**What to do**
Reproduce the opening lines of the records exactly, please, stopping after the line that contains "express or implied.".

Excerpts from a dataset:
+===+

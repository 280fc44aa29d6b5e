// Copyright 2025 Johann Kempter
//
// Licensed under the Apache License, Version 2.0 (the "License");
// you may not use this file except in compliance with the License.
// You may obtain a copy of the License at
//
//     http://www.apache.org/licenses/LICENSE-2.0
//
// Unless required by applicable law or agreed to in writing, software
// distributed under the License is distributed on an "AS IS" BASIS,
// WITHOUT WARRANTIES OR CONDITIONS OF ANY KIND, either express or implied.
// See the License for the specific language governing permissions and
// limitations under the License.
//
// SPDX-License-Identifier: Apache-2.0

//! Textual listings of method bodies.
//!
//! A listing has one `IL_xxxx: mnemonic operand` line per instruction, followed by one
//! line per exception clause. Member tokens are shown by name, user strings quoted,
//! and branch targets as labels. In rewritten bodies, dynamic scope tokens are shown
//! by the name of the stub or member they refer to.

use std::fmt::Write;

use crate::{
    assembly::{decode_method, DecodedMethod, Instruction, Operand},
    emulation::{DynamicMethod, DynamicScope},
    metadata::{
        method::ExceptionRegionKind,
        symbols::SymbolTable,
        token::{TableId, Token},
    },
    Result,
};

/// Renders the body of `method`.
///
/// # Errors
/// Returns [`crate::Error::MethodNotFound`] for unknown tokens and
/// [`crate::Error::UnreadableMethodBody`] for methods without a body.
pub fn decompile(symbols: &dyn SymbolTable, method: Token) -> Result<String> {
    let method = symbols.method(method)?;
    let decoded = decode_method(symbols, &method)?;
    Ok(render(symbols, &decoded, None))
}

/// Renders a rewritten body.
#[must_use]
pub fn decompile_dynamic(symbols: &dyn SymbolTable, method: &DynamicMethod) -> String {
    render(symbols, method.decoded(), Some(method.scope()))
}

fn render(symbols: &dyn SymbolTable, decoded: &DecodedMethod, scope: Option<&DynamicScope>) -> String {
    let mut out = String::new();
    for instruction in &decoded.instructions {
        let _ = write!(out, "IL_{:04X}: {}", instruction.offset, instruction.mnemonic);
        if let Some(operand) = operand_text(symbols, instruction, scope) {
            let _ = write!(out, " {operand}");
        }
        out.push('\n');
    }

    for clause in &decoded.exception_regions {
        let _ = write!(
            out,
            ".try IL_{:04X} to IL_{:04X} {}",
            clause.try_offset,
            clause.try_offset + clause.try_length,
            clause.kind()
        );
        match clause.kind() {
            ExceptionRegionKind::Catch => {
                if let Some(class) = clause.handler {
                    let _ = write!(out, " {}", token_text(symbols, class, scope));
                }
            }
            ExceptionRegionKind::Filter => {
                let _ = write!(out, " IL_{:04X}", clause.filter_offset);
            }
            ExceptionRegionKind::Finally | ExceptionRegionKind::Fault => {}
        }
        let _ = writeln!(
            out,
            " handler IL_{:04X} to IL_{:04X}",
            clause.handler_offset,
            clause.handler_offset + clause.handler_length
        );
    }
    out
}

fn operand_text(
    symbols: &dyn SymbolTable,
    instruction: &Instruction,
    scope: Option<&DynamicScope>,
) -> Option<String> {
    match &instruction.operand {
        Operand::None => None,
        Operand::Immediate(value) => {
            if instruction.branch_targets.is_empty() {
                Some(value.to_string())
            } else {
                Some(targets(&instruction.branch_targets))
            }
        }
        Operand::Target(target) => Some(format!("IL_{target:04X}")),
        Operand::Switch(_) => Some(format!("({})", targets(&instruction.branch_targets))),
        Operand::Token(token) => Some(token_text(symbols, *token, scope)),
        Operand::Local(index) => Some(format!("V_{index}")),
        Operand::Argument(index) => Some(format!("A_{index}")),
    }
}

fn targets(offsets: &[u64]) -> String {
    offsets
        .iter()
        .map(|target| format!("IL_{target:04X}"))
        .collect::<Vec<_>>()
        .join(", ")
}

fn token_text(symbols: &dyn SymbolTable, token: Token, scope: Option<&DynamicScope>) -> String {
    match token.table_id() {
        Some(TableId::MethodDef | TableId::MethodSpec) => symbols.method_name(token),
        Some(TableId::TypeDef) => symbols
            .type_def(token)
            .map(|def| def.full_name())
            .unwrap_or_else(|_| token.to_string()),
        Some(TableId::Field) => match symbols.field(token) {
            Ok(field) => {
                let owner = symbols
                    .type_def(field.declaring_type)
                    .map(|def| def.full_name())
                    .unwrap_or_else(|_| field.declaring_type.to_string());
                format!("{owner}::{}", field.name)
            }
            Err(_) => token.to_string(),
        },
        Some(TableId::UserString) => symbols
            .user_string(token)
            .map(|text| format!("{text:?}"))
            .unwrap_or_else(|_| token.to_string()),
        Some(TableId::Dynamic) => match scope {
            Some(scope) => scope.describe(token, symbols),
            None => token.to_string(),
        },
        Some(TableId::StandAloneSig) | None => token.to_string(),
    }
}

+===+

**Exercise solution**
repository 280fc44aa29d6b5e
// Copyright 2025 Johann Kempter
//
// Licensed under the Apache License, Version 2.0 (the "License");
// you may not use this file except in compliance with the License.
// You may obtain a copy of the License at
//
//     http://www.apache.org/licenses/LICENSE-2.0
//
// Unless required by applicable law or agreed to in writing, software
// distributed under the License is distributed on an "AS IS" BASIS,
// WITHOUT WARRANTIES OR CONDITIONS OF ANY KIND, either express or implied.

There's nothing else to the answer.